[Excerpts from a dataset]
○ ○ ○ ○ ○

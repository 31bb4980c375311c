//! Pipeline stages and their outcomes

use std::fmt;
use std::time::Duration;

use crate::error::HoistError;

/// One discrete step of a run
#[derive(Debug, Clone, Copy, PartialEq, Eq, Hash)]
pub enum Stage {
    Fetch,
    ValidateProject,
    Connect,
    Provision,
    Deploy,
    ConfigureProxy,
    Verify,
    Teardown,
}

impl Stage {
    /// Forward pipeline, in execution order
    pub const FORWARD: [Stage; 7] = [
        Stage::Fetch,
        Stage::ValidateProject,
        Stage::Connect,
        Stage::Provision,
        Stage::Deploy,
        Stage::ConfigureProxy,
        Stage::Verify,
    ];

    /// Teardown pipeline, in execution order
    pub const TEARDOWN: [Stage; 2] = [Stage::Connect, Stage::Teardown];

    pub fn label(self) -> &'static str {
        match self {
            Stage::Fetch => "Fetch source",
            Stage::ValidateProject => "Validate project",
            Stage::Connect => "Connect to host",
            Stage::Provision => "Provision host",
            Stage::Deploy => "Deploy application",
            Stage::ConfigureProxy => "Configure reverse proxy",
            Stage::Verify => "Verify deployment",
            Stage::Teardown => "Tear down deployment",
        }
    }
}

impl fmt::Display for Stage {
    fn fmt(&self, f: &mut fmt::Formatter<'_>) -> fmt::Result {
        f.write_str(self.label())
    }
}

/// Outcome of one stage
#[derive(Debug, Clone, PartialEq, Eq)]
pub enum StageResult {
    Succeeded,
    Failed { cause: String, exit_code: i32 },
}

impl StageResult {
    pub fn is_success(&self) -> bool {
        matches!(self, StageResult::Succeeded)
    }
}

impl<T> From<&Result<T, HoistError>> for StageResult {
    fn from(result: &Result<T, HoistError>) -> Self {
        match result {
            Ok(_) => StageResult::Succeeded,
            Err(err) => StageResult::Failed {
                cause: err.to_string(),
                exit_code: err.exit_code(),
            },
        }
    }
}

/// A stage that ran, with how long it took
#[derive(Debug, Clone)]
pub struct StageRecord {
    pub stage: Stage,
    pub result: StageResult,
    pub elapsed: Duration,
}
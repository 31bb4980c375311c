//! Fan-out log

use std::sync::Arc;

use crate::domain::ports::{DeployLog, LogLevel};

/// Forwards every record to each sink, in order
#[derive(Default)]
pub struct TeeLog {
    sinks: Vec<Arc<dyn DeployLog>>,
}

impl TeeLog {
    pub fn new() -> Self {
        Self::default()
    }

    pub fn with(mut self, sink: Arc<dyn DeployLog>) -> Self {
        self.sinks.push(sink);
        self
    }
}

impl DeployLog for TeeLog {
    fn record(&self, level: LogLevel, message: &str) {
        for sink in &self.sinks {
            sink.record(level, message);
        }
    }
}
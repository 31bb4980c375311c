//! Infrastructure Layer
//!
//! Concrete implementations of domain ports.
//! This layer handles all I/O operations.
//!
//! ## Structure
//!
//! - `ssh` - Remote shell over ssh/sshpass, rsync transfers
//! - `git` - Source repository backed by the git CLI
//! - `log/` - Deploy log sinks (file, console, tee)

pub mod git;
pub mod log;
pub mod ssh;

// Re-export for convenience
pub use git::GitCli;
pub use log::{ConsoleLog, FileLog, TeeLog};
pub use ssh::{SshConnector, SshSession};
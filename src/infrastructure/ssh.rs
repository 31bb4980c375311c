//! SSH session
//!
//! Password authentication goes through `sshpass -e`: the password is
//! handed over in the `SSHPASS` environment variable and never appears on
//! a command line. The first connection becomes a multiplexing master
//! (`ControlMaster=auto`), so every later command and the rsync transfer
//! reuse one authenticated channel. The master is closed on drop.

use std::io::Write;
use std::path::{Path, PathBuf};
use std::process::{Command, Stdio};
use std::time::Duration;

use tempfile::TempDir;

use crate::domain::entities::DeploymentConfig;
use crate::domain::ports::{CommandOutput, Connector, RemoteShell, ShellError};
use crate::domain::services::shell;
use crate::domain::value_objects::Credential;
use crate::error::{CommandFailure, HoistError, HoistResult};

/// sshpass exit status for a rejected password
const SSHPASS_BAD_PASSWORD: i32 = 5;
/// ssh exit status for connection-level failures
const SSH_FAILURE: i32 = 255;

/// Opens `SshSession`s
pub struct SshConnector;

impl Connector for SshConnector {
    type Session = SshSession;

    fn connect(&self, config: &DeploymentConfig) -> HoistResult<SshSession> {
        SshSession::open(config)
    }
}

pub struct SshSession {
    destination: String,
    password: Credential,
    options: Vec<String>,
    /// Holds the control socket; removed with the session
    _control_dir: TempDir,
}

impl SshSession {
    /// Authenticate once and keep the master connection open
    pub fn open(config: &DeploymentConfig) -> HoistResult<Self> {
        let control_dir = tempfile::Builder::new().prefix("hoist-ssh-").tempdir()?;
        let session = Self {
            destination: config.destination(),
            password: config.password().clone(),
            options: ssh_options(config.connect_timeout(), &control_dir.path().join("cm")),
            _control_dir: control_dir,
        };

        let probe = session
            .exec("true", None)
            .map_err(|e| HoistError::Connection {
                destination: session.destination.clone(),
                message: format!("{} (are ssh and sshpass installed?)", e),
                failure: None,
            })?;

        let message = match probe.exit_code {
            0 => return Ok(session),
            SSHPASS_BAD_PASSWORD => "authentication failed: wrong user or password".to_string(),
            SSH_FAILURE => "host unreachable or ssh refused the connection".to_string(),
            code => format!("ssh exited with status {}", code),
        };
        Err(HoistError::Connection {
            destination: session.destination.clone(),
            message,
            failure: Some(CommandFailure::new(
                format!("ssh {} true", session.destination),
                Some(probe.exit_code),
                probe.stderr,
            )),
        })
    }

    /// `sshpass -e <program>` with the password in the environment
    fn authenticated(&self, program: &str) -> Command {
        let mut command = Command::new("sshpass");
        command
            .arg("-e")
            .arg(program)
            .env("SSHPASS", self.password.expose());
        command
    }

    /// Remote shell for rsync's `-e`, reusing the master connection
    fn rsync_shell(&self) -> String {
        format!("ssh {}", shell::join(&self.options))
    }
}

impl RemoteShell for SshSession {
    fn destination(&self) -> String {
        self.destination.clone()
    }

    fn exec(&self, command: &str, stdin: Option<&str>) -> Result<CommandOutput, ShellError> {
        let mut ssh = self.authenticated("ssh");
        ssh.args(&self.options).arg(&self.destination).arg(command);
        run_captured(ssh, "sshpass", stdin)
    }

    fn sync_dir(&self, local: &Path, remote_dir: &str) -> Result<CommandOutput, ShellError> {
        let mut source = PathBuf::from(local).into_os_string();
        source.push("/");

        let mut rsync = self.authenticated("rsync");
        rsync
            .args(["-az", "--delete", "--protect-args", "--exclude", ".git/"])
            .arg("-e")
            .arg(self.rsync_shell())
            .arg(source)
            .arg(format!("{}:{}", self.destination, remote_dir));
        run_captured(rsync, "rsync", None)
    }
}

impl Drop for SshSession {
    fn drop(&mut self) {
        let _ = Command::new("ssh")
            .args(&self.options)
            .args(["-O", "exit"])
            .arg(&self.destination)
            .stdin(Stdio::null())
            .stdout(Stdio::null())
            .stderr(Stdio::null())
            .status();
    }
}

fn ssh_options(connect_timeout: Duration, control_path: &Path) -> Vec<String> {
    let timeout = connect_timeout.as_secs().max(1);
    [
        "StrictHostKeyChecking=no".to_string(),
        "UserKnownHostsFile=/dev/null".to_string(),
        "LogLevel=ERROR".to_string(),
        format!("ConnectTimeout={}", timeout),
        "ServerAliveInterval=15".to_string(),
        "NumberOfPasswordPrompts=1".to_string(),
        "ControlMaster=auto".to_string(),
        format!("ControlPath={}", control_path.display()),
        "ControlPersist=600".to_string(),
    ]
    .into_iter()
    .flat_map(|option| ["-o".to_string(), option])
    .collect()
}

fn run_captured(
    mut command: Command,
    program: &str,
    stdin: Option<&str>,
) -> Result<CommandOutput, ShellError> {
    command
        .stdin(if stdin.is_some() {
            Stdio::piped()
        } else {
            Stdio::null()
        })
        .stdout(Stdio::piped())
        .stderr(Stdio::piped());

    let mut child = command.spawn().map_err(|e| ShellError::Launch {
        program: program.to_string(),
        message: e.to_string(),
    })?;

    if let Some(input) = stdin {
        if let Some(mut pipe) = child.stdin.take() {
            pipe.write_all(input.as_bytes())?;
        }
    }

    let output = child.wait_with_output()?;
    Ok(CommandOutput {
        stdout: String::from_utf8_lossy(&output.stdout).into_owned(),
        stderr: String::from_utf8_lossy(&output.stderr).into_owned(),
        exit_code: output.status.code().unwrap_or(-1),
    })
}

○ ○ ○ ○ ○

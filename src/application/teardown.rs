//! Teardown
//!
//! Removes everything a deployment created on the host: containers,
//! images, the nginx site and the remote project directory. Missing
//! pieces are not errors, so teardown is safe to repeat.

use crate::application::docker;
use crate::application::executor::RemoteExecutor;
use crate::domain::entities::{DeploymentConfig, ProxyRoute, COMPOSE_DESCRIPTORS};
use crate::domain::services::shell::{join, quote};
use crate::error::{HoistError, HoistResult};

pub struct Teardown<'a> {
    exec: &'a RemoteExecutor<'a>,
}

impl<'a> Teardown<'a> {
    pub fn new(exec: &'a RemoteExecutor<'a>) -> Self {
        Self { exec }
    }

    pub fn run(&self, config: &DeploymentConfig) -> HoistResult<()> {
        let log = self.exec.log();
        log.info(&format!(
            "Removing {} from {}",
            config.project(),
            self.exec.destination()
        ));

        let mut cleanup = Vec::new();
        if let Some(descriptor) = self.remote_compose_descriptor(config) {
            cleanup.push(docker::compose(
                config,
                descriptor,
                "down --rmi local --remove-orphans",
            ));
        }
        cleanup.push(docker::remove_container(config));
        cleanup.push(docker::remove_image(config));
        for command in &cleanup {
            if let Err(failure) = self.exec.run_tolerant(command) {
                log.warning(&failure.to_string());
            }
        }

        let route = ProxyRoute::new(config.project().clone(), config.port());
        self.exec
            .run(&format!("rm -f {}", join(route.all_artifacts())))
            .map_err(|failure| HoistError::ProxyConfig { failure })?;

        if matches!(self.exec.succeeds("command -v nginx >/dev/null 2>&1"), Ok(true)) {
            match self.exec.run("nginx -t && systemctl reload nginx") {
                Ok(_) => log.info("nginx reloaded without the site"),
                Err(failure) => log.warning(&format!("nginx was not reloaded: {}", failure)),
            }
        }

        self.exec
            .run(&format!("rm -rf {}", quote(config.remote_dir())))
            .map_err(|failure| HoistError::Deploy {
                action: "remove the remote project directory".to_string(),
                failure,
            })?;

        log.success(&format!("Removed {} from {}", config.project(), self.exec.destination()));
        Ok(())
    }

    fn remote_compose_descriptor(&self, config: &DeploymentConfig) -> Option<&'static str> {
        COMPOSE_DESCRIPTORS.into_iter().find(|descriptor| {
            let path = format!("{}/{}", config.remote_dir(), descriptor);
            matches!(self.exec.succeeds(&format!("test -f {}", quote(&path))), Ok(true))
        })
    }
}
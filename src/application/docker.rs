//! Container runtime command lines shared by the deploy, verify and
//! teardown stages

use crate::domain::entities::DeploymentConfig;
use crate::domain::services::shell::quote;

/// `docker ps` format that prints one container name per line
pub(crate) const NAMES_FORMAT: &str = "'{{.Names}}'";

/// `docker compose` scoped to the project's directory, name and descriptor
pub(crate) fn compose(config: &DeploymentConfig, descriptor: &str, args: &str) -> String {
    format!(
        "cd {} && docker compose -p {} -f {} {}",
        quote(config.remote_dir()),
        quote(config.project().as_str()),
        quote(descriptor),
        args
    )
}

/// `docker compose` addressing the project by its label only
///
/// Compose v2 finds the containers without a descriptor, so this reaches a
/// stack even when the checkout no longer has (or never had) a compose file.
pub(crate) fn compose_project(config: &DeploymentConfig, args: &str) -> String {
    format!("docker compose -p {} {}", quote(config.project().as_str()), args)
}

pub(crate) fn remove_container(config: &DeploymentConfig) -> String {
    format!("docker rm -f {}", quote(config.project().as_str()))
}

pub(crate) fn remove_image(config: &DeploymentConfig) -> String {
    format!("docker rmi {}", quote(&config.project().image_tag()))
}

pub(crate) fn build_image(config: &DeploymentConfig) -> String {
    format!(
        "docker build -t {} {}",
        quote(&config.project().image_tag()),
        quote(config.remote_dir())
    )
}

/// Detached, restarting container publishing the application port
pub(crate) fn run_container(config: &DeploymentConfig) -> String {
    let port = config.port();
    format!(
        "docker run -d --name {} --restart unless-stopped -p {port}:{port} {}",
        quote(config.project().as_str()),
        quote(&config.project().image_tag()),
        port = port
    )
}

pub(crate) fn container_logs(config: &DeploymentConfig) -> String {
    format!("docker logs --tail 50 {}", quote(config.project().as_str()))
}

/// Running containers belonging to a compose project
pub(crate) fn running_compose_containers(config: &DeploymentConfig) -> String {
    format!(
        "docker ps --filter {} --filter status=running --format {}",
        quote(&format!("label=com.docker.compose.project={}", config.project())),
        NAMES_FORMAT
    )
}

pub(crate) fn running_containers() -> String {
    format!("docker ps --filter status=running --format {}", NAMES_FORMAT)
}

○ ○ ○ ○ ○

* [Action item] Check each line above for the word "ControlMaster". Then state how many lines contain it, and nothing more.

* [Task result] 2